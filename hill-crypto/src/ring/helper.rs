/// Computes the greatest common divisor of two numbers.
///
/// The result is always non-negative.
pub fn gcd(mut a: i64, mut b: i64) -> i64 {
    while b != 0 {
        let temp = b;
        b = a % b;
        a = temp;
    }
    a.abs()
}

/// Finds (g, x, y) such that ax + by = g = gcd(a, b).
pub fn extended_gcd(a: i64, b: i64) -> (i64, i64, i64) {
    if a == 0 {
        if b.is_negative() {
            return (-b, 0, -1);
        }

        return (b, 0, 1);
    }

    let (g, x1, y1) = extended_gcd(b % a, a);
    let x = y1 - (b / a) * x1;
    let y = x1;
    (g, x, y)
}

/// Reduces `value` into the canonical residue range `[0, m)`.
///
/// Negative inputs land on their non-negative representative, so `-1` becomes `m - 1`.
///
/// # Example
///
/// ```
/// # use hill_crypto::ring::normalize;
/// assert_eq!(normalize(-121, 36), 23);
/// assert_eq!(normalize(72, 36), 0);
/// ```
pub fn normalize(value: i64, m: i64) -> i64 {
    value.rem_euclid(m)
}

/// Modular inverse of a mod m, if it exists.
///
/// Returns `x` in `[1, m)` with `a·x ≡ 1 (mod m)`, or `None` when `gcd(a, m) != 1`.
///
/// # Example
///
/// ```
/// # use hill_crypto::ring::mod_inverse;
/// assert_eq!(mod_inverse(23, 36), Some(11));
/// assert_eq!(mod_inverse(-13, 36), Some(11));
/// assert_eq!(mod_inverse(6, 36), None);
/// ```
pub fn mod_inverse(a: i64, m: i64) -> Option<i64> {
    if m <= 1 {
        return None;
    }
    let (g, x, _) = extended_gcd(normalize(a, m), m);
    if g != 1 {
        None
    } else {
        Some(normalize(x, m))
    }
}

/// True iff `a` is a unit of Z/mZ.
pub fn is_invertible(a: i64, m: i64) -> bool {
    m > 1 && gcd(normalize(a, m), m) == 1
}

=== Exercise brief ===
Produce the material again exactly as it is shown above.

=== Reply to the task ===
filename hill-crypto/src/ring/helper.rs
/// Computes the greatest common divisor of two numbers.
///
/// The result is always non-negative.
pub fn gcd(mut a: i64, mut b: i64) -> i64 {
    while b != 0 {
        let temp = b;
        b = a % b;
        a = temp;
    }
    a.abs()
}

/// Finds (g, x, y) such that ax + by = g = gcd(a, b).
pub fn extended_gcd(a: i64, b: i64) -> (i64, i64, i64) {
    if a == 0 {
        if b.is_negative() {
            return (-b, 0, -1);
        }

        return (b, 0, 1);
    }

    let (g, x1, y1) = extended_gcd(b % a, a);
    let x = y1 - (b / a) * x1;
    let y = x1;
    (g, x, y)
}

/// Reduces `value` into the canonical residue range `[0, m)`.
///
/// Negative inputs land on their non-negative representative, so `-1` becomes `m - 1`.
///
/// # Example
///
/// ```
/// # use hill_crypto::ring::normalize;
/// assert_eq!(normalize(-121, 36), 23);
/// assert_eq!(normalize(72, 36), 0);
/// ```
pub fn normalize(value: i64, m: i64) -> i64 {
    value.rem_euclid(m)
}

/// Modular inverse of a mod m, if it exists.
///
/// Returns `x` in `[1, m)` with `a·x ≡ 1 (mod m)`, or `None` when `gcd(a, m) != 1`.
///
/// # Example
///
/// ```
/// # use hill_crypto::ring::mod_inverse;
/// assert_eq!(mod_inverse(23, 36), Some(11));
/// assert_eq!(mod_inverse(-13, 36), Some(11));
/// assert_eq!(mod_inverse(6, 36), None);
/// ```
pub fn mod_inverse(a: i64, m: i64) -> Option<i64> {
    if m <= 1 {
        return None;
    }
    let (g, x, _) = extended_gcd(normalize(a, m), m);
    if g != 1 {
        None
    } else {
        Some(normalize(x, m))
    }
}

/// True iff `a` is a unit of Z/mZ.
pub fn is_invertible(a: i64, m: i64) -> bool {
    m > 1 && gcd(normalize(a, m), m) == 1
}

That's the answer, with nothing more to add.